Required work
Below are entries. Copy exactly the lines running from the line that holds "files: &[PathBuf]) -> ProbeResult<()>;" to the line that holds "the browser session", with both ends included.

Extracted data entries
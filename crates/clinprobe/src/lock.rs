//! Single-instance guard.
//!
//! Ownership is an exclusive advisory lock on the lock file, taken without
//! blocking at startup. The kernel drops the lock when its holder exits, so a
//! file left behind by a dead process is simply taken over. The PID inside
//! the file is informational. The file is removed when the guard drops.

use std::fs::{self, File, OpenOptions};
use std::io::{self, Write};
use std::path::{Path, PathBuf};

use fs2::FileExt;

use crate::result::{ProbeError, ProbeResult};

/// Held lock file; removed on drop
#[derive(Debug)]
pub struct InstanceLock {
    path: PathBuf,
    pid: u32,
    file: File,
}

impl InstanceLock {
    /// Lock `path` and write the current PID into it.
    ///
    /// # Errors
    ///
    /// `InstanceLocked` when another process holds the lock, I/O errors otherwise
    pub fn acquire(path: &Path) -> ProbeResult<Self> {
        let pid = std::process::id();

        for _ in 0..3 {
            let mut file = OpenOptions::new()
                .read(true)
                .write(true)
                .create(true)
                .truncate(false)
                .open(path)?;

            if let Err(err) = file.try_lock_exclusive() {
                if err.raw_os_error() == fs2::lock_contended_error().raw_os_error() {
                    return Err(ProbeError::InstanceLocked {
                        pid: read_pid(path),
                        path: path.display().to_string(),
                    });
                }
                return Err(err.into());
            }

            // The previous holder unlinks the file before releasing it.
            if !still_linked(&file, path)? {
                tracing::debug!(
                    path = %path.display(),
                    "lock file replaced while locking, retrying"
                );
                continue;
            }

            if let Some(previous) = read_pid(path).filter(|&owner| owner != pid) {
                tracing::warn!(
                    "Taking over lock file '{}' left by pid {previous}",
                    path.display()
                );
            }
            file.set_len(0)?;
            writeln!(file, "{pid}")?;
            tracing::debug!(path = %path.display(), pid, "lock acquired");
            return Ok(Self {
                path: path.to_path_buf(),
                pid,
                file,
            });
        }

        Err(ProbeError::Io(io::Error::new(
            io::ErrorKind::AlreadyExists,
            format!("lock file '{}' keeps being replaced", path.display()),
        )))
    }

    /// Lock file path
    #[must_use]
    pub fn path(&self) -> &Path {
        &self.path
    }

    /// PID written into the file
    #[must_use]
    pub const fn pid(&self) -> u32 {
        self.pid
    }
}

impl Drop for InstanceLock {
    fn drop(&mut self) {
        // Unlink while still holding the lock; closing `file` releases it.
        let ours = read_pid(&self.path) == Some(self.pid);
        if ours && still_linked(&self.file, &self.path).unwrap_or(false) {
            if let Err(err) = remove_if_present(&self.path) {
                tracing::warn!("Failed to remove lock file '{}': {err}", self.path.display());
            }
        }
    }
}

fn read_pid(path: &Path) -> Option<u32> {
    fs::read_to_string(path).ok()?.trim().parse().ok()
}

fn remove_if_present(path: &Path) -> io::Result<()> {
    match fs::remove_file(path) {
        Err(err) if err.kind() != io::ErrorKind::NotFound => Err(err),
        _ => Ok(()),
    }
}

/// Whether `path` still names the file behind `file`
#[cfg(unix)]
fn still_linked(file: &File, path: &Path) -> io::Result<bool> {
    use std::os::unix::fs::MetadataExt;

    let held = file.metadata()?;
    match fs::metadata(path) {
        Ok(current) => Ok(held.dev() == current.dev() && held.ino() == current.ino()),
        Err(err) if err.kind() == io::ErrorKind::NotFound => Ok(false),
        Err(err) => Err(err),
    }
}

/// Open files cannot be unlinked here, so the path is enough
#[cfg(not(unix))]
fn still_linked(_file: &File, path: &Path) -> io::Result<bool> {
    Ok(path.exists())
}

#[cfg(test)]
#[allow(clippy::unwrap_used, clippy::expect_used)]
mod tests {
    use super::*;

    #[test]
    fn test_acquire_writes_pid_and_drop_removes() {
        let dir = tempfile::tempdir().unwrap();
        let path = dir.path().join("clinprobe.lock");

        let lock = InstanceLock::acquire(&path).unwrap();
        assert_eq!(read_pid(&path), Some(std::process::id()));
        assert_eq!(lock.path(), path);

        drop(lock);
        assert!(!path.exists());
    }

    #[test]
    fn test_second_instance_is_refused() {
        let dir = tempfile::tempdir().unwrap();
        let path = dir.path().join("clinprobe.lock");

        let _held = InstanceLock::acquire(&path).unwrap();
        let err = InstanceLock::acquire(&path).unwrap_err();

        assert!(matches!(
            err,
            ProbeError::InstanceLocked { pid, .. } if pid == Some(std::process::id())
        ));
        assert!(path.exists());
    }

    #[test]
    fn test_owner_without_pid_yet_still_holds_the_lock() {
        let dir = tempfile::tempdir().unwrap();
        let path = dir.path().join("clinprobe.lock");
        let owner = OpenOptions::new()
            .write(true)
            .create(true)
            .truncate(false)
            .open(&path)
            .unwrap();
        owner.try_lock_exclusive().unwrap();

        let err = InstanceLock::acquire(&path).unwrap_err();

        assert!(matches!(err, ProbeError::InstanceLocked { pid: None, .. }));
        assert!(err.to_string().contains("pid unknown"));
        assert!(path.exists());
        assert_eq!(fs::read_to_string(&path).unwrap(), "");
    }

    #[test]
    fn test_unlocked_leftover_is_taken_over() {
        let dir = tempfile::tempdir().unwrap();
        let path = dir.path().join("clinprobe.lock");
        fs::write(&path, "4194305\n").unwrap();

        let lock = InstanceLock::acquire(&path).unwrap();
        assert_eq!(read_pid(&path), Some(lock.pid()));
    }

    #[test]
    fn test_garbage_lock_is_replaced() {
        let dir = tempfile::tempdir().unwrap();
        let path = dir.path().join("clinprobe.lock");
        fs::write(&path, "not a pid").unwrap();

        let lock = InstanceLock::acquire(&path).unwrap();
        assert_eq!(fs::read_to_string(&path).unwrap(), format!("{}\n", lock.pid()));
    }

    #[test]
    fn test_released_lock_can_be_taken_again() {
        let dir = tempfile::tempdir().unwrap();
        let path = dir.path().join("clinprobe.lock");

        drop(InstanceLock::acquire(&path).unwrap());
        let again = InstanceLock::acquire(&path).unwrap();
        assert_eq!(read_pid(&path), Some(again.pid()));
    }

    #[test]
    fn test_drop_leaves_foreign_lock_alone() {
        let dir = tempfile::tempdir().unwrap();
        let path = dir.path().join("clinprobe.lock");

        let lock = InstanceLock::acquire(&path).unwrap();
        fs::write(&path, "1\n").unwrap();
        drop(lock);

        assert!(path.exists());
    }
}
//! Expansion panels and the widget empty-state scan.
//!
//! Collapsed panels do not keep their content in the DOM, so every panel is
//! opened before card texts are read.

use std::collections::HashSet;
use std::time::Duration;

use serde::{Deserialize, Serialize};
use tokio::time::{sleep, Instant};

use crate::actions::Actions;
use crate::locator::LocatorSpec;
use crate::result::{ProbeError, ProbeResult};

/// Tag of the panel headers
pub const PANEL_HEADER_TAG: &str = "mat-expansion-panel-header";

/// Paragraphs inside widget cards
pub const CARD_TEXT_XPATH: &str = "//mat-card-content//p";

/// Bound on waiting for one header to report itself expanded
pub const DEFAULT_EXPAND_TIMEOUT_MS: u64 = 5_000;

/// Messages a widget shows when it has nothing to display
pub const EMPTY_STATE_LIBRARY: [&str; 10] = [
    "Esse paciente não possui um histórico de acompanhamento.",
    "Não há medidas a serem exibidas",
    "Nenhuma prescrição de medicamento",
    "Não identificamos palavras-chaves para esse paciente.",
    "Nenhum procedimento.",
    "Nenhuma prescrição de óculos",
    "Nenhuma refração dinâmica",
    "Nenhuma refração estática",
    "Nenhum exame de auto-refrator",
    "Nenhum exame de auto-tonômetro",
];

/// Counts from one panel-expansion pass
#[derive(Debug, Clone, Copy, Default, PartialEq, Eq, Serialize, Deserialize)]
pub struct PanelReport {
    /// Panels that were open already
    pub already_open: usize,
    /// Panels this pass opened
    pub expanded: usize,
}

impl PanelReport {
    /// Total panels seen
    #[must_use]
    pub const fn total(&self) -> usize {
        self.already_open + self.expanded
    }
}

/// Outcome of the widget check
#[derive(Debug, Clone, Default, PartialEq, Eq, Serialize, Deserialize)]
pub struct WidgetReport {
    /// Panel expansion counts
    pub panels: PanelReport,
    /// Empty-state messages found, in page order
    pub empty_states: Vec<String>,
}

fn header_locator() -> LocatorSpec {
    LocatorSpec::css(PANEL_HEADER_TAG)
}

/// Open every collapsed expansion panel on the page.
///
/// Each click is followed by a bounded wait for `aria-expanded="true"`.
///
/// # Errors
///
/// Driver errors, or `LocatorTimeout` when a header does not report itself
/// expanded within `expand_timeout`.
pub async fn expand_all_panels(
    actions: &Actions<'_>,
    expand_timeout: Duration,
) -> ProbeResult<PanelReport> {
    let driver = actions.driver();
    let headers = driver.query_all(&header_locator()).await?;
    let mut report = PanelReport::default();

    for header in &headers {
        if driver.attribute(header, "aria-expanded").await?.as_deref() != Some("false") {
            tracing::info!(tag = "ok", "Panel already open");
            report.already_open += 1;
            continue;
        }

        tracing::info!("Panel collapsed, expanding it now...");
        driver.click(header).await?;

        let start = Instant::now();
        while driver.attribute(header, "aria-expanded").await?.as_deref() != Some("true") {
            if start.elapsed() >= expand_timeout {
                return Err(ProbeError::LocatorTimeout {
                    locator: format!("{PANEL_HEADER_TAG}#{}[aria-expanded=true]", header.id),
                    waited: start.elapsed(),
                });
            }
            sleep(actions.policy().poll_interval()).await;
        }
        report.expanded += 1;
    }

    Ok(report)
}

/// Known empty-state messages among `texts`, deduplicated, first occurrence order
#[must_use]
pub fn match_empty_states<I, S>(texts: I) -> Vec<String>
where
    I: IntoIterator<Item = S>,
    S: AsRef<str>,
{
    let mut seen = HashSet::new();
    texts
        .into_iter()
        .map(|t| t.as_ref().trim().to_string())
        .filter(|t| EMPTY_STATE_LIBRARY.contains(&t.as_str()))
        .filter(|t| seen.insert(t.clone()))
        .collect()
}

/// Read widget card texts and return the empty-state messages among them
///
/// # Errors
///
/// Locator errors when no card text appears
pub async fn find_empty_states(actions: &Actions<'_>) -> ProbeResult<Vec<String>> {
    let texts = actions
        .read_text_set(&LocatorSpec::xpath(CARD_TEXT_XPATH), "Read widget texts")
        .await?;
    Ok(match_empty_states(texts))
}

/// Expand all panels, then scan the cards for empty states
///
/// # Errors
///
/// Errors from [`expand_all_panels`] or [`find_empty_states`]
pub async fn check_widgets(
    actions: &Actions<'_>,
    expand_timeout: Duration,
) -> ProbeResult<WidgetReport> {
    let panels = expand_all_panels(actions, expand_timeout).await?;
    let empty_states = find_empty_states(actions).await?;
    if empty_states.is_empty() {
        tracing::info!(tag = "ok", "Every widget has content");
    } else {
        tracing::warn!("Widgets without data: {}", empty_states.join("; "));
    }
    Ok(WidgetReport {
        panels,
        empty_states,
    })
}

#[cfg(test)]
#[allow(clippy::unwrap_used, clippy::expect_used)]
mod tests {
    use super::*;
    use crate::driver::{ClickEffect, ElementHandle, MockPage, PageDriver};
    use crate::wait::WaitPolicy;

    fn actions(page: &MockPage) -> Actions<'_> {
        Actions::new(page)
            .with_policy(
                WaitPolicy::new(Duration::from_secs(1), Duration::from_millis(100)).unwrap(),
            )
            .with_settle(Duration::from_millis(10))
    }

    fn panel(page: &MockPage, id: &str, expanded: bool, opens_on_click: bool) {
        page.add_element(header_locator(), ElementHandle::new(id, PANEL_HEADER_TAG));
        page.set_attribute(id, "aria-expanded", expanded.to_string());
        if opens_on_click {
            page.on_click(
                id,
                ClickEffect::SetAttribute {
                    element: id.to_string(),
                    name: "aria-expanded".to_string(),
                    value: "true".to_string(),
                },
            );
        }
    }

    #[tokio::test(start_paused = true)]
    async fn test_all_panels_end_expanded() {
        let page = MockPage::new();
        panel(&page, "p1", false, true);
        panel(&page, "p2", true, true);
        panel(&page, "p3", false, true);

        let report = expand_all_panels(&actions(&page), Duration::from_secs(5))
            .await
            .unwrap();

        assert_eq!(report, PanelReport { already_open: 1, expanded: 2 });
        for header in page.query_all(&header_locator()).await.unwrap() {
            let state = page.attribute(&header, "aria-expanded").await.unwrap();
            assert_eq!(state.as_deref(), Some("true"));
        }
        assert!(!page.was_called("click:p2"));
    }

    #[tokio::test(start_paused = true)]
    async fn test_stuck_panel_times_out() {
        let page = MockPage::new();
        panel(&page, "p1", false, false);

        let err = expand_all_panels(&actions(&page), Duration::from_secs(2))
            .await
            .unwrap_err();
        assert!(matches!(err, ProbeError::LocatorTimeout { .. }));
    }

    #[tokio::test(start_paused = true)]
    async fn test_no_panels() {
        let page = MockPage::new();
        let report = expand_all_panels(&actions(&page), Duration::from_secs(2))
            .await
            .unwrap();
        assert_eq!(report.total(), 0);
    }

    #[test]
    fn test_match_empty_states_dedups_in_order() {
        let found = match_empty_states([
            "Nenhum procedimento.",
            "12 medidas",
            " Nenhuma refração estática ",
            "Nenhum procedimento.",
        ]);
        assert_eq!(found, vec!["Nenhum procedimento.", "Nenhuma refração estática"]);
    }

    #[tokio::test(start_paused = true)]
    async fn test_check_widgets() {
        let page = MockPage::new();
        panel(&page, "p1", false, true);
        let texts = LocatorSpec::xpath(CARD_TEXT_XPATH);
        page.add_element(
            texts.clone(),
            ElementHandle::new("t1", "p").with_text("Nenhuma prescrição de óculos"),
        );
        page.add_element(texts, ElementHandle::new("t2", "p").with_text("Pressão 14 mmHg"));

        let report = check_widgets(&actions(&page), Duration::from_secs(5)).await.unwrap();

        assert_eq!(report.panels.expanded, 1);
        assert_eq!(report.empty_states, vec!["Nenhuma prescrição de óculos"]);
    }
}
//! Page driver seam.
//!
//! Everything above this module talks to the browser through the
//! [`PageDriver`] trait, so the workflow runs the same against a real
//! Chromium session ([`crate::CdpDriver`], `browser` feature) and against the
//! scripted [`MockPage`] used in tests.

use std::collections::HashMap;
use std::path::PathBuf;
use std::sync::{Mutex, MutexGuard};
use std::time::Duration;

use async_trait::async_trait;
use serde::{Deserialize, Serialize};
use tokio::time::Instant;

use crate::locator::LocatorSpec;
use crate::result::{ProbeError, ProbeResult};

/// Snapshot of a matched element, taken when the page was queried
#[derive(Debug, Clone, PartialEq, Eq, Serialize, Deserialize)]
pub struct ElementHandle {
    /// Driver-assigned reference, stable for the lifetime of the DOM node
    pub id: String,
    /// Lower-case tag name
    pub tag_name: String,
    /// Visible text, trimmed
    pub text: String,
    /// Rendered with a non-empty box
    pub visible: bool,
    /// Not disabled
    pub enabled: bool,
}

impl ElementHandle {
    /// Create a visible, enabled handle with no text
    #[must_use]
    pub fn new(id: impl Into<String>, tag_name: impl Into<String>) -> Self {
        Self {
            id: id.into(),
            tag_name: tag_name.into(),
            text: String::new(),
            visible: true,
            enabled: true,
        }
    }

    /// Set the visible text
    #[must_use]
    pub fn with_text(mut self, text: impl Into<String>) -> Self {
        self.text = text.into();
        self
    }

    /// Set visibility
    #[must_use]
    pub const fn with_visible(mut self, visible: bool) -> Self {
        self.visible = visible;
        self
    }

    /// Set enabled state
    #[must_use]
    pub const fn with_enabled(mut self, enabled: bool) -> Self {
        self.enabled = enabled;
        self
    }

    /// Visible and enabled
    #[must_use]
    pub const fn is_interactable(&self) -> bool {
        self.visible && self.enabled
    }
}

/// Browser page operations the workflow depends on
#[async_trait]
pub trait PageDriver: Send + Sync {
    /// Navigate to URL
    async fn navigate(&self, url: &str) -> ProbeResult<()>;

    /// Address of the current document
    async fn current_url(&self) -> ProbeResult<String>;

    /// All elements matching the locator, in document order
    async fn query_all(&self, locator: &LocatorSpec) -> ProbeResult<Vec<ElementHandle>>;

    /// Matches of `locator` inside `parent`
    async fn query_within(
        &self,
        parent: &ElementHandle,
        locator: &LocatorSpec,
    ) -> ProbeResult<Vec<ElementHandle>>;

    /// Click element
    async fn click(&self, element: &ElementHandle) -> ProbeResult<()>;

    /// Empty a form field
    async fn clear(&self, element: &ElementHandle) -> ProbeResult<()>;

    /// Type text into element
    async fn type_text(&self, element: &ElementHandle, text: &str) -> ProbeResult<()>;

    /// Read an attribute of an element
    async fn attribute(&self, element: &ElementHandle, name: &str) -> ProbeResult<Option<String>>;

    /// Set the files of an `<input type="file">`
    async fn set_input_files(&self, element: &ElementHandle, files: &[PathBuf]) -> ProbeResult<()>;

    /// Whether any element's own text contains `fragment` (case-sensitive)
    async fn text_present(&self, fragment: &str) -> ProbeResult<bool>;

    /// Close the browser session
    async fn close(&self) -> ProbeResult<()>;
}

// =============================================================================
// MOCK PAGE
// =============================================================================

/// Side effect applied when a mock element is clicked
#[derive(Debug, Clone)]
pub enum ClickEffect {
    /// Set an attribute on an element
    SetAttribute {
        /// Target element id
        element: String,
        /// Attribute name
        name: String,
        /// New value
        value: String,
    },
    /// Stop rendering every text containing the fragment
    HideText(String),
    /// Change the current URL
    Navigate(String),
    /// Add a matching element
    Reveal(LocatorSpec, ElementHandle),
}

#[derive(Debug)]
struct MockElement {
    handle: ElementHandle,
    hidden_for_queries: u32,
}

#[derive(Debug)]
struct RenderedText {
    content: String,
    until: Option<Instant>,
}

#[derive(Debug, Default)]
struct MockState {
    current_url: String,
    elements: Vec<(LocatorSpec, MockElement)>,
    children: HashMap<(String, LocatorSpec), Vec<ElementHandle>>,
    attributes: HashMap<(String, String), String>,
    texts: Vec<RenderedText>,
    text_query_error: Option<String>,
    effects: HashMap<String, Vec<ClickEffect>>,
    values: HashMap<String, String>,
    files: HashMap<String, Vec<PathBuf>>,
    history: Vec<String>,
    closed: bool,
}

/// Scripted in-memory page for unit testing
#[derive(Debug, Default)]
pub struct MockPage {
    state: Mutex<MockState>,
}

impl MockPage {
    /// Create an empty page at `about:blank`
    #[must_use]
    pub fn new() -> Self {
        let page = Self::default();
        page.lock().current_url = "about:blank".to_string();
        page
    }

    fn lock(&self) -> MutexGuard<'_, MockState> {
        self.state
            .lock()
            .unwrap_or_else(std::sync::PoisonError::into_inner)
    }

    /// Set the current URL
    pub fn set_url(&self, url: impl Into<String>) {
        self.lock().current_url = url.into();
    }

    /// Register an element matched by `locator`
    pub fn add_element(&self, locator: LocatorSpec, handle: ElementHandle) {
        self.add_element_after(locator, handle, 0);
    }

    /// Register an element that only matches after `queries` lookups of `locator`
    pub fn add_element_after(&self, locator: LocatorSpec, handle: ElementHandle, queries: u32) {
        self.lock().elements.push((
            locator,
            MockElement {
                handle,
                hidden_for_queries: queries,
            },
        ));
    }

    /// Register a child of `parent` matched by `locator`
    pub fn add_child(&self, parent: &str, locator: LocatorSpec, handle: ElementHandle) {
        self.lock()
            .children
            .entry((parent.to_string(), locator))
            .or_default()
            .push(handle);
    }

    /// Set an attribute value
    pub fn set_attribute(&self, element: &str, name: &str, value: impl Into<String>) {
        self.lock()
            .attributes
            .insert((element.to_string(), name.to_string()), value.into());
    }

    /// Render text until removed
    pub fn show_text(&self, content: impl Into<String>) {
        self.lock().texts.push(RenderedText {
            content: content.into(),
            until: None,
        });
    }

    /// Render text for `duration` from now
    pub fn show_text_for(&self, content: impl Into<String>, duration: Duration) {
        self.lock().texts.push(RenderedText {
            content: content.into(),
            until: Some(Instant::now() + duration),
        });
    }

    /// Make every text-presence query fail with `message`
    pub fn fail_text_queries(&self, message: impl Into<String>) {
        self.lock().text_query_error = Some(message.into());
    }

    /// Apply `effect` whenever `element` is clicked
    pub fn on_click(&self, element: &str, effect: ClickEffect) {
        self.lock()
            .effects
            .entry(element.to_string())
            .or_default()
            .push(effect);
    }

    /// Value typed into a field
    #[must_use]
    pub fn value_of(&self, element: &str) -> Option<String> {
        self.lock().values.get(element).cloned()
    }

    /// Files set on a file input
    #[must_use]
    pub fn files_of(&self, element: &str) -> Vec<PathBuf> {
        self.lock().files.get(element).cloned().unwrap_or_default()
    }

    /// Get call history
    #[must_use]
    pub fn history(&self) -> Vec<String> {
        self.lock().history.clone()
    }

    /// Check if a call starting with `prefix` was made
    #[must_use]
    pub fn was_called(&self, prefix: &str) -> bool {
        self.lock().history.iter().any(|c| c.starts_with(prefix))
    }

    /// Whether `close` was called
    #[must_use]
    pub fn is_closed(&self) -> bool {
        self.lock().closed
    }

    fn apply(state: &mut MockState, effect: ClickEffect) {
        match effect {
            ClickEffect::SetAttribute {
                element,
                name,
                value,
            } => {
                state.attributes.insert((element, name), value);
            }
            ClickEffect::HideText(fragment) => {
                state.texts.retain(|t| !t.content.contains(&fragment));
            }
            ClickEffect::Navigate(url) => state.current_url = url,
            ClickEffect::Reveal(locator, handle) => state.elements.push((
                locator,
                MockElement {
                    handle,
                    hidden_for_queries: 0,
                },
            )),
        }
    }
}

#[async_trait]
impl PageDriver for MockPage {
    async fn navigate(&self, url: &str) -> ProbeResult<()> {
        let mut state = self.lock();
        state.history.push(format!("navigate:{url}"));
        state.current_url = url.to_string();
        Ok(())
    }

    async fn current_url(&self) -> ProbeResult<String> {
        Ok(self.lock().current_url.clone())
    }

    async fn query_all(&self, locator: &LocatorSpec) -> ProbeResult<Vec<ElementHandle>> {
        let mut state = self.lock();
        let mut found = Vec::new();
        for (spec, element) in &mut state.elements {
            if spec != locator {
                continue;
            }
            if element.hidden_for_queries > 0 {
                element.hidden_for_queries -= 1;
            } else {
                found.push(element.handle.clone());
            }
        }
        Ok(found)
    }

    async fn query_within(
        &self,
        parent: &ElementHandle,
        locator: &LocatorSpec,
    ) -> ProbeResult<Vec<ElementHandle>> {
        Ok(self
            .lock()
            .children
            .get(&(parent.id.clone(), locator.clone()))
            .cloned()
            .unwrap_or_default())
    }

    async fn click(&self, element: &ElementHandle) -> ProbeResult<()> {
        let mut state = self.lock();
        state.history.push(format!("click:{}", element.id));
        let effects = state.effects.get(&element.id).cloned().unwrap_or_default();
        for effect in effects {
            Self::apply(&mut state, effect);
        }
        Ok(())
    }

    async fn clear(&self, element: &ElementHandle) -> ProbeResult<()> {
        let mut state = self.lock();
        state.history.push(format!("clear:{}", element.id));
        state.values.insert(element.id.clone(), String::new());
        Ok(())
    }

    async fn type_text(&self, element: &ElementHandle, text: &str) -> ProbeResult<()> {
        let mut state = self.lock();
        state.history.push(format!("type:{}", element.id));
        state
            .values
            .entry(element.id.clone())
            .or_default()
            .push_str(text);
        Ok(())
    }

    async fn attribute(&self, element: &ElementHandle, name: &str) -> ProbeResult<Option<String>> {
        Ok(self
            .lock()
            .attributes
            .get(&(element.id.clone(), name.to_string()))
            .cloned())
    }

    async fn set_input_files(&self, element: &ElementHandle, files: &[PathBuf]) -> ProbeResult<()> {
        let mut state = self.lock();
        state.history.push(format!("files:{}", element.id));
        state.files.insert(element.id.clone(), files.to_vec());
        Ok(())
    }

    async fn text_present(&self, fragment: &str) -> ProbeResult<bool> {
        let state = self.lock();
        if let Some(ref message) = state.text_query_error {
            return Err(ProbeError::driver(message.clone()));
        }
        let now = Instant::now();
        Ok(state
            .texts
            .iter()
            .filter(|t| t.until.map_or(true, |until| now < until))
            .any(|t| t.content.contains(fragment)))
    }

    async fn close(&self) -> ProbeResult<()> {
        let mut state = self.lock();
        state.history.push("close".to_string());
        state.closed = true;
        Ok(())
    }
}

Reply
    async fn set_input_files(&self, element: &ElementHandle, files: &[PathBuf]) -> ProbeResult<()>;

    /// Whether any element's own text contains `fragment` (case-sensitive)
    async fn text_present(&self, fragment: &str) -> ProbeResult<bool>;

    /// Close the browser session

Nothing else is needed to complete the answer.